Work request
For this exercise, output the line holding "fn mark_in_progress(&self, address: Address)" and all subsequent lines of the entries below, unchanged, up to and including the last.

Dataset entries
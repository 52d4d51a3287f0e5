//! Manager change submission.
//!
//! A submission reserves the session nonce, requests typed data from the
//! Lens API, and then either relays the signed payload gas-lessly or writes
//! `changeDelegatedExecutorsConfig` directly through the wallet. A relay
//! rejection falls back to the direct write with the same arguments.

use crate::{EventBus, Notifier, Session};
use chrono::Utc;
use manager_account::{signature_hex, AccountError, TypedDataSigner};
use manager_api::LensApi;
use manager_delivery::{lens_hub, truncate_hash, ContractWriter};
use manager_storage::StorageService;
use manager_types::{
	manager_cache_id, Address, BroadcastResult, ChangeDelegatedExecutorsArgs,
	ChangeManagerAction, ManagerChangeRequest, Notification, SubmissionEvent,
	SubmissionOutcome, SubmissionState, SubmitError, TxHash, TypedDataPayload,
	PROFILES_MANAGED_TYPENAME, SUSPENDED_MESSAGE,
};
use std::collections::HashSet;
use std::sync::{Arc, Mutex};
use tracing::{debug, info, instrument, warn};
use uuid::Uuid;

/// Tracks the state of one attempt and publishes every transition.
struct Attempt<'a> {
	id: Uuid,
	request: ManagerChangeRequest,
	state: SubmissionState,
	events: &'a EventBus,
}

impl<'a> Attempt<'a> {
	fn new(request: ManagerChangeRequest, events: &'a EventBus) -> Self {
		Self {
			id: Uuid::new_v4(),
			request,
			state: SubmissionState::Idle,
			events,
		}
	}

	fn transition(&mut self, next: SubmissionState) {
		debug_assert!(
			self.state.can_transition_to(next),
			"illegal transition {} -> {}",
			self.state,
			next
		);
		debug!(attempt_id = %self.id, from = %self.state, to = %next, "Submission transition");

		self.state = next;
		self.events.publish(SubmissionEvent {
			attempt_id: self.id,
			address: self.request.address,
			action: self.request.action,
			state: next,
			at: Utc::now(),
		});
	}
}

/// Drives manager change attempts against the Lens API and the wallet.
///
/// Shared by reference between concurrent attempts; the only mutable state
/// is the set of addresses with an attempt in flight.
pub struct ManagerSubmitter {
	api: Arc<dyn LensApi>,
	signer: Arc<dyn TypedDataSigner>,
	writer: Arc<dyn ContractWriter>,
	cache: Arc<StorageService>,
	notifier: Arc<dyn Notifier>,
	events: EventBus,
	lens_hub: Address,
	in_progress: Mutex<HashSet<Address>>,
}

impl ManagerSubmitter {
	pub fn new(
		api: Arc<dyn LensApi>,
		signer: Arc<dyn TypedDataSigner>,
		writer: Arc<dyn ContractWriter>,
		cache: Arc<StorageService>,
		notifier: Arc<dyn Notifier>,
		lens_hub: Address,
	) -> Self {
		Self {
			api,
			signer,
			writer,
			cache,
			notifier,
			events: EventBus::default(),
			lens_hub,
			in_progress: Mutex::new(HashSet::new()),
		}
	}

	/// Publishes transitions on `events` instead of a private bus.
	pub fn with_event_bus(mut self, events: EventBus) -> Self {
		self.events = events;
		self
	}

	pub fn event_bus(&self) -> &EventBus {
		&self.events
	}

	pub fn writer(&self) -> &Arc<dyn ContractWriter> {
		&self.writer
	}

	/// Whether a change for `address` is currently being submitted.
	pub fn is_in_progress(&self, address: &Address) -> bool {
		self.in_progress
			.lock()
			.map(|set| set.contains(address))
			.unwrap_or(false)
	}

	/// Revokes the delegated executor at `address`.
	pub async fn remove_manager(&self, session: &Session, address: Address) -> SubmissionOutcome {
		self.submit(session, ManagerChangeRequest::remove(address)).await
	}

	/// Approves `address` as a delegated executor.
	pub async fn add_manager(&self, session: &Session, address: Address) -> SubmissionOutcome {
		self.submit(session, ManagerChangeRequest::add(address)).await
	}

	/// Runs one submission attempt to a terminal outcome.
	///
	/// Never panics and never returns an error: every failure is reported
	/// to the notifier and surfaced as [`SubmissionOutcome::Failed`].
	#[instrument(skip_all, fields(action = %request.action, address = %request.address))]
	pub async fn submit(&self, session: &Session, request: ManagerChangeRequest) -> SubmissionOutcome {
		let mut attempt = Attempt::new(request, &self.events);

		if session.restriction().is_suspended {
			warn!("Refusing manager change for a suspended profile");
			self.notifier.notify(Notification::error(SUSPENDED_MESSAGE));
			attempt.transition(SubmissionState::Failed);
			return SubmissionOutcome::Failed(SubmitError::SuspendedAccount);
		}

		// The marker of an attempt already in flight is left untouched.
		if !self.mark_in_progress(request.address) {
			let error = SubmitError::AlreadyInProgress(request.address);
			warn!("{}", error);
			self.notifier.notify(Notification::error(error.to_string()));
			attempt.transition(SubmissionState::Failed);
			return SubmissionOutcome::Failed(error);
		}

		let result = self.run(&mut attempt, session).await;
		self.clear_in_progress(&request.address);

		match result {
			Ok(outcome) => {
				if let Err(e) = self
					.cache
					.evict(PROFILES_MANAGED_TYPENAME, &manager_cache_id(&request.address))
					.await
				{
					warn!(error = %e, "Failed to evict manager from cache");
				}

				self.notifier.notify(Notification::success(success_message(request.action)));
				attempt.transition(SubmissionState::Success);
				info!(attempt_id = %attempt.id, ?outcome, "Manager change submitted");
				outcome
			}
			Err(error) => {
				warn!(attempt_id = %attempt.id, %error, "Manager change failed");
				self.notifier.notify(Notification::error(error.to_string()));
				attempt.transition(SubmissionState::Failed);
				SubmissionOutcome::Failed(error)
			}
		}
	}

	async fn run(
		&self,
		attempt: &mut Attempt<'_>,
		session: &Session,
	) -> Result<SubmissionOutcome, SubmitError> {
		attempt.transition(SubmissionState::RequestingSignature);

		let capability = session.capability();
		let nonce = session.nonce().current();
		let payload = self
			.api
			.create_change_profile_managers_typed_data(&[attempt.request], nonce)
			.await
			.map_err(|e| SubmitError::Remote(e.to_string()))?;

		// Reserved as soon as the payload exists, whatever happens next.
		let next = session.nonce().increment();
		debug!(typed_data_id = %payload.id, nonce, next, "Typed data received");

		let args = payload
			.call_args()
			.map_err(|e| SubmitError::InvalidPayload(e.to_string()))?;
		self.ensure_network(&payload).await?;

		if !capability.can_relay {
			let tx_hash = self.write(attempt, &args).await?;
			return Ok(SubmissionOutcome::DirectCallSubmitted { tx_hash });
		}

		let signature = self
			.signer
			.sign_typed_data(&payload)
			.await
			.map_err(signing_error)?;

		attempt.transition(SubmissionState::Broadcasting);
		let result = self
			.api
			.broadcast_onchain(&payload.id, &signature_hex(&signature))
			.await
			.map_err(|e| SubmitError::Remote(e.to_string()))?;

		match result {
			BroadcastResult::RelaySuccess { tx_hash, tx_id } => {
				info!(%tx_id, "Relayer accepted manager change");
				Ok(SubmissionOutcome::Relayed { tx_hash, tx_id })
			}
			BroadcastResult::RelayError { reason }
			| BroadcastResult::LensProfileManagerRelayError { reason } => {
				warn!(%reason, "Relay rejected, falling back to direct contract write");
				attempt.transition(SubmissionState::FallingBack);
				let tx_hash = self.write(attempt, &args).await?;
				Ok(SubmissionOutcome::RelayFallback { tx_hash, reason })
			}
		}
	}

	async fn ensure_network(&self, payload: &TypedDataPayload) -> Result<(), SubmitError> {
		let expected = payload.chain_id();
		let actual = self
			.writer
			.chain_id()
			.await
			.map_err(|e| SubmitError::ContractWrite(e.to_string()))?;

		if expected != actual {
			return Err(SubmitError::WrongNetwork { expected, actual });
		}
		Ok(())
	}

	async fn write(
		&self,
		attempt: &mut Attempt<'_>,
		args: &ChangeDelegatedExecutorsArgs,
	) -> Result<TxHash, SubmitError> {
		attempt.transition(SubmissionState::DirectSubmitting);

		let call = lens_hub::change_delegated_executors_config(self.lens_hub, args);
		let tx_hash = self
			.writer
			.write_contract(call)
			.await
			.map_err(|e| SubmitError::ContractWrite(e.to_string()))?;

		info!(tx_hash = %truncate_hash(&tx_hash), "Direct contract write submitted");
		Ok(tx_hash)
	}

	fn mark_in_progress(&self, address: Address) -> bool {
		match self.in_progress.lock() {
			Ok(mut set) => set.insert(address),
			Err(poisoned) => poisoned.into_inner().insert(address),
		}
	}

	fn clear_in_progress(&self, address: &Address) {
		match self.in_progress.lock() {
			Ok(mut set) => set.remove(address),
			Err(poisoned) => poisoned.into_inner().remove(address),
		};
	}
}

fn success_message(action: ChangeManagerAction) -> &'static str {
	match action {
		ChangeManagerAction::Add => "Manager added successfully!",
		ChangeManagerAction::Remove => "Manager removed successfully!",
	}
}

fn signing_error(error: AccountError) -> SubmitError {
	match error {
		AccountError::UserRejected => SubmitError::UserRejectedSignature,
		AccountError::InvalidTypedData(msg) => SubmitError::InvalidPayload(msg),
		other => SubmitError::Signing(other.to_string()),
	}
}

Task answer
	fn mark_in_progress(&self, address: Address) -> bool {
		match self.in_progress.lock() {
			Ok(mut set) => set.insert(address),
			Err(poisoned) => poisoned.into_inner().insert(address),
		}
	}

	fn clear_in_progress(&self, address: &Address) {
		match self.in_progress.lock() {
			Ok(mut set) => set.remove(address),
			Err(poisoned) => poisoned.into_inner().remove(address),
		};
	}
}

fn success_message(action: ChangeManagerAction) -> &'static str {
	match action {
		ChangeManagerAction::Add => "Manager added successfully!",
		ChangeManagerAction::Remove => "Manager removed successfully!",
	}
}

fn signing_error(error: AccountError) -> SubmitError {
	match error {
		AccountError::UserRejected => SubmitError::UserRejectedSignature,
		AccountError::InvalidTypedData(msg) => SubmitError::InvalidPayload(msg),
		other => SubmitError::Signing(other.to_string()),
	}
}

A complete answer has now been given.